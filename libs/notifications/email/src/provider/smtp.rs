//! SMTP email provider using lettre

use super::{EmailProvider, SendResult};
use crate::models::Email;
use async_trait::async_trait;
use eyre::{Result, WrapErr};
use lettre::{
    message::{header::ContentType, Mailbox, MultiPart, SinglePart},
    transport::smtp::authentication::Credentials,
    AsyncSmtpTransport, AsyncTransport, Message, Tokio1Executor,
};
use std::sync::Arc;

/// SMTP provider configuration
#[derive(Clone)]
pub struct SmtpConfig {
    pub host: String,
    pub port: u16,
    pub username: String,
    pub password: String,
    pub from_email: String,
    pub from_name: String,
    pub use_tls: bool,
}

/// SMTP email provider
pub struct SmtpProvider {
    transport: AsyncSmtpTransport<Tokio1Executor>,
    config: Arc<SmtpConfig>,
}

impl SmtpProvider {
    /// Create a new SMTP provider
    pub fn new(config: SmtpConfig) -> Result<Self> {
        let transport = if config.use_tls {
            let creds = Credentials::new(config.username.clone(), config.password.clone());
            AsyncSmtpTransport::<Tokio1Executor>::relay(&config.host)
                .wrap_err("Failed to create SMTP relay")?
                .credentials(creds)
                .port(config.port)
                .build()
        } else if !config.username.is_empty() {
            let creds = Credentials::new(config.username.clone(), config.password.clone());
            AsyncSmtpTransport::<Tokio1Executor>::builder_dangerous(&config.host)
                .credentials(creds)
                .port(config.port)
                .build()
        } else {
            // No auth (for Mailpit/Mailhog)
            AsyncSmtpTransport::<Tokio1Executor>::builder_dangerous(&config.host)
                .port(config.port)
                .build()
        };

        Ok(Self {
            transport,
            config: Arc::new(config),
        })
    }

    /// Create a provider from environment variables
    pub fn from_env() -> Result<Self> {
        let config = SmtpConfig {
            host: std::env::var("SMTP_HOST").wrap_err("SMTP_HOST not set")?,
            port: std::env::var("SMTP_PORT")
                .unwrap_or_else(|_| "587".to_string())
                .parse()
                .wrap_err("Invalid SMTP_PORT")?,
            username: std::env::var("SMTP_USERNAME").unwrap_or_default(),
            password: std::env::var("SMTP_PASSWORD").unwrap_or_default(),
            from_email: std::env::var("EMAIL_FROM_ADDRESS")
                .wrap_err("EMAIL_FROM_ADDRESS not set")?,
            from_name: std::env::var("EMAIL_FROM_NAME")
                .unwrap_or_else(|_| "Notifications".to_string()),
            use_tls: std::env::var("SMTP_USE_TLS")
                .map(|v| v == "true" || v == "1")
                .unwrap_or(true),
        };

        Self::new(config)
    }

    fn build_message(&self, email: &Email) -> Result<Message> {
        let from: Mailbox = format!("{} <{}>", self.config.from_name, self.config.from_email)
            .parse()
            .wrap_err("Invalid from address")?;

        let to: Mailbox = email.to.parse().wrap_err("Invalid to address")?;

        let builder = Message::builder().from(from).to(to).subject(&email.subject);

        let message = match (&email.body_text, &email.body_html) {
            (Some(text), Some(html)) => builder
                .multipart(
                    MultiPart::alternative()
                        .singlepart(
                            SinglePart::builder()
                                .header(ContentType::TEXT_PLAIN)
                                .body(text.clone()),
                        )
                        .singlepart(
                            SinglePart::builder()
                                .header(ContentType::TEXT_HTML)
                                .body(html.clone()),
                        ),
                )
                .wrap_err("Failed to build multipart message")?,
            (Some(text), None) => builder
                .header(ContentType::TEXT_PLAIN)
                .body(text.clone())
                .wrap_err("Failed to build text message")?,
            (None, Some(html)) => builder
                .header(ContentType::TEXT_HTML)
                .body(html.clone())
                .wrap_err("Failed to build HTML message")?,
            (None, None) => {
                return Err(eyre::eyre!("Email must have either text or HTML body"));
            }
        };

        Ok(message)
    }
}

#[async_trait]
impl EmailProvider for SmtpProvider {
    async fn send(&self, email: &Email) -> Result<SendResult> {
        let message = self.build_message(email)?;

        let response = self
            .transport
            .send(message)
            .await
            .wrap_err("Failed to send email via SMTP")?;

        let message_id = response
            .message()
            .next()
            .map(|s| s.to_string())
            .unwrap_or_else(|| email.id.clone());

        tracing::info!(
            email_id = %email.id,
            to = %email.to,
            subject = %email.subject,
            "Email sent successfully"
        );

        Ok(SendResult { message_id })
    }

    async fn health_check(&self) -> Result<()> {
        self.transport
            .test_connection()
            .await
            .wrap_err("SMTP health check failed")?;
        Ok(())
    }

    fn name(&self) -> &'static str {
        "smtp"
    }
}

---

▸ WHAT IS EXPECTED: Copy each line of the data that contains the word "host", leaving the other lines out.

▸ YOUR SOLUTION:
    pub host: String,
            AsyncSmtpTransport::<Tokio1Executor>::relay(&config.host)
            AsyncSmtpTransport::<Tokio1Executor>::builder_dangerous(&config.host)
            AsyncSmtpTransport::<Tokio1Executor>::builder_dangerous(&config.host)
            host: std::env::var("SMTP_HOST").wrap_err("SMTP_HOST not set")?,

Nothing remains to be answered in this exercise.